Amy Palmiero-Winters is a below-the-knee amputee and ultra-marathoner who holds 15 world records in various events. The Hicksville mom of two has battled extreme heat, cold and other elements to achieve her goals.
But her latest hurdle is in a courtroom.
"What I'm fighting for is to essentially not to be bullied," she said. "And what I'm trying right now to do is basically get my fitness equipment back."
Palmiero-Winters is suing her gym, CrossFit CAMO in Farmingdale, after she says they refused to return equipment she bought to train at the facility.
Last year, she purchased $2,100 in equipment that was delivered directly to the gym. Palmiero-Winters says she needed certain weights and other equipment to train for competitions, and the gym agreed to let her use her equipment at the facility.
Everything was fine until the pandemic hit.
"During COVID, when everything shut down, I did send out a simple request -- a very friendly request -- asking for the ability to pick up my equipment, and I was denied," she says. "The response of the owner was, 'Sue me.'"
Her attorney, Norman Steiner, filed a lawsuit in Nassau Supreme Court against Chad Gross. According to the complaint, Palmiero-Winters has been, "unable to train as is required, which has severely compromised her career and caused extreme emotional distress."
"While COVID might have had a devastating effect on gyms, it should never chilled humanity or hearts.
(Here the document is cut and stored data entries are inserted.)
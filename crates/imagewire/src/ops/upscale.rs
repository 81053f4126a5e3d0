//! GAN upscaling of a previously stored image.

use serde::{Deserialize, Serialize};
use tokio_util::sync::CancellationToken;

use super::{fresh_task_uuid, from_payload, to_payload};
use crate::client::Client;
use crate::errors::{Error, Result};
use crate::events;
use crate::types::Image;

/// An upscale task.
#[derive(Clone, Debug, Default, PartialEq, Serialize, Deserialize)]
#[serde(default)]
pub struct UpscaleImageRequest {
    /// Task identifier. Filled with a fresh UUID when unset.
    #[serde(rename = "taskUUID")]
    pub task_uuid: String,
    /// The image to upscale. Required.
    #[serde(rename = "imageUUID")]
    pub image_uuid: String,
    /// Upscale factor. Required, non-zero.
    #[serde(rename = "upscaleFactor")]
    pub upscale_factor: u32,
}

/// Upscale results.
#[derive(Clone, Debug, Default, PartialEq, Deserialize)]
#[serde(default)]
pub struct UpscaleImageResponse {
    /// The upscaled images.
    pub images: Vec<Image>,
}

fn apply_defaults(request: &mut UpscaleImageRequest) {
    if request.task_uuid.is_empty() {
        request.task_uuid = fresh_task_uuid();
    }
}

fn validate(request: &UpscaleImageRequest) -> Result<()> {
    if request.image_uuid.is_empty() {
        return Err(Error::FieldRequired { field: "imageUUID" });
    }
    if request.upscale_factor == 0 {
        return Err(Error::FieldRequired {
            field: "upscaleFactor",
        });
    }
    Ok(())
}

impl Client {
    /// Upscale a stored image.
    pub async fn upscale_image(
        &self,
        cancel: &CancellationToken,
        mut request: UpscaleImageRequest,
    ) -> Result<UpscaleImageResponse> {
        apply_defaults(&mut request);
        validate(&request)?;
        let payload = to_payload(&request)?;
        let value = self
            .send_and_await(
                cancel,
                events::NEW_UPSCALE_GAN,
                events::NEW_UPSCALE_GAN,
                &payload,
            )
            .await?;
        from_payload(value)
    }
}
//! Transport seam over the WebSocket connection.
//!
//! The engine never touches `tokio-tungstenite` directly outside this
//! module: the supervisor dials through a [`Connector`] and hands the two
//! halves to its read and write tasks. Tests drive the whole engine through
//! a scripted connector; production uses [`WsConnector`].

use async_trait::async_trait;
use futures::stream::{SplitSink, SplitStream};
use futures::{SinkExt, StreamExt};
use tokio::net::TcpStream;
use tokio_tungstenite::tungstenite::protocol::CloseFrame;
use tokio_tungstenite::tungstenite::protocol::frame::coding::CloseCode;
use tokio_tungstenite::tungstenite::{self, Message};
use tokio_tungstenite::{MaybeTlsStream, WebSocketStream, connect_async};
use tracing::debug;

use crate::errors::Error;

/// Why an established connection stopped yielding messages.
///
/// Going-away and abnormal-closure close codes are singled out: they are
/// the causes most likely to be transient, and the supervisor grants them
/// a larger reconnect budget.
#[derive(Clone, Debug, PartialEq, Eq)]
pub enum ReadError {
    /// The peer vanished or closed with a going-away code.
    AbnormalClosure(String),
    /// Any other read failure, including a clean close.
    Other(String),
}

/// One message off the wire.
#[derive(Clone, Debug, PartialEq, Eq)]
pub enum Inbound {
    /// A text frame.
    Text(String),
    /// A protocol-level pong; resets liveness tracking.
    Pong,
}

/// Write half of a connection. Owned by the single write task.
#[async_trait]
pub trait FrameSink: Send {
    /// Write one text frame atomically.
    async fn send_text(&mut self, frame: String) -> Result<(), Error>;
    /// Write a liveness probe.
    async fn send_ping(&mut self) -> Result<(), Error>;
    /// Close the connection. Best effort.
    async fn close(&mut self);
}

/// Read half of a connection. Owned by the single read task.
#[async_trait]
pub trait FrameStream: Send {
    /// Next message, or the reason reading stopped.
    async fn next_message(&mut self) -> Result<Inbound, ReadError>;
}

/// Dials connections for the supervisor.
#[async_trait]
pub trait Connector: Send + Sync {
    /// Open a connection to `addr` and return its two halves.
    async fn connect(
        &self,
        addr: &str,
    ) -> Result<(Box<dyn FrameSink>, Box<dyn FrameStream>), Error>;
}

// ─────────────────────────────────────────────────────────────────────────────
// tokio-tungstenite implementation
// ─────────────────────────────────────────────────────────────────────────────

type WsStream = WebSocketStream<MaybeTlsStream<TcpStream>>;

/// Production connector over `tokio-tungstenite`.
#[derive(Clone, Copy, Debug, Default)]
pub struct WsConnector;

#[async_trait]
impl Connector for WsConnector {
    async fn connect(
        &self,
        addr: &str,
    ) -> Result<(Box<dyn FrameSink>, Box<dyn FrameStream>), Error> {
        let (ws, _) = connect_async(addr).await.map_err(|e| Error::Dial {
            addr: addr.to_string(),
            reason: e.to_string(),
        })?;
        let (tx, rx) = ws.split();
        Ok((Box::new(WsSink { inner: tx }), Box::new(WsSource { inner: rx })))
    }
}

struct WsSink {
    inner: SplitSink<WsStream, Message>,
}

#[async_trait]
impl FrameSink for WsSink {
    async fn send_text(&mut self, frame: String) -> Result<(), Error> {
        self.inner
            .send(Message::Text(frame.into()))
            .await
            .map_err(|e| Error::Write {
                reason: e.to_string(),
            })
    }

    async fn send_ping(&mut self) -> Result<(), Error> {
        self.inner
            .send(Message::Ping(Vec::new().into()))
            .await
            .map_err(|e| Error::Write {
                reason: e.to_string(),
            })
    }

    async fn close(&mut self) {
        let _ = self.inner.send(Message::Close(None)).await;
    }
}

struct WsSource {
    inner: SplitStream<WsStream>,
}

#[async_trait]
impl FrameStream for WsSource {
    async fn next_message(&mut self) -> Result<Inbound, ReadError> {
        loop {
            match self.inner.next().await {
                Some(Ok(Message::Text(text))) => return Ok(Inbound::Text(text.to_string())),
                Some(Ok(Message::Binary(data))) => match std::str::from_utf8(&data) {
                    Ok(text) => return Ok(Inbound::Text(text.to_string())),
                    Err(_) => {
                        debug!(len = data.len(), "dropping non-UTF8 binary frame");
                    }
                },
                Some(Ok(Message::Pong(_))) => return Ok(Inbound::Pong),
                // tungstenite queues the pong reply itself
                Some(Ok(Message::Ping(_) | Message::Frame(_))) => {}
                Some(Ok(Message::Close(frame))) => return Err(classify_close(frame)),
                Some(Err(err)) => return Err(classify_error(&err)),
                None => return Err(ReadError::Other("connection closed".to_string())),
            }
        }
    }
}

fn classify_close(frame: Option<CloseFrame>) -> ReadError {
    match frame {
        Some(f) if matches!(f.code, CloseCode::Away | CloseCode::Abnormal) => {
            ReadError::AbnormalClosure(format!("{}: {}", f.code, f.reason))
        }
        Some(f) => ReadError::Other(format!("closed: {}: {}", f.code, f.reason)),
        None => ReadError::Other("closed".to_string()),
    }
}

fn classify_error(err: &tungstenite::Error) -> ReadError {
    match err {
        // A dropped TCP connection with no closing handshake is the
        // 1006 abnormal-closure case.
        tungstenite::Error::Protocol(
            tungstenite::error::ProtocolError::ResetWithoutClosingHandshake,
        ) => ReadError::AbnormalClosure(err.to_string()),
        _ => ReadError::Other(err.to_string()),
    }
}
And those actions, to me, what they've done is heartless," Steiner said.
When News 12 went to the gym to get the owner's side of the story, they called police -- even though we were not on the property.
Palmiero-Winters says the suit is about more than just the value of her gym equipment, it's a matter of principle.
"For me, as a role model, to let someone walk all over me, allows it to happen for somebody else," she said. "You've got to stand up for yourself."
The suit seeks more than $25,000 in monetary damages.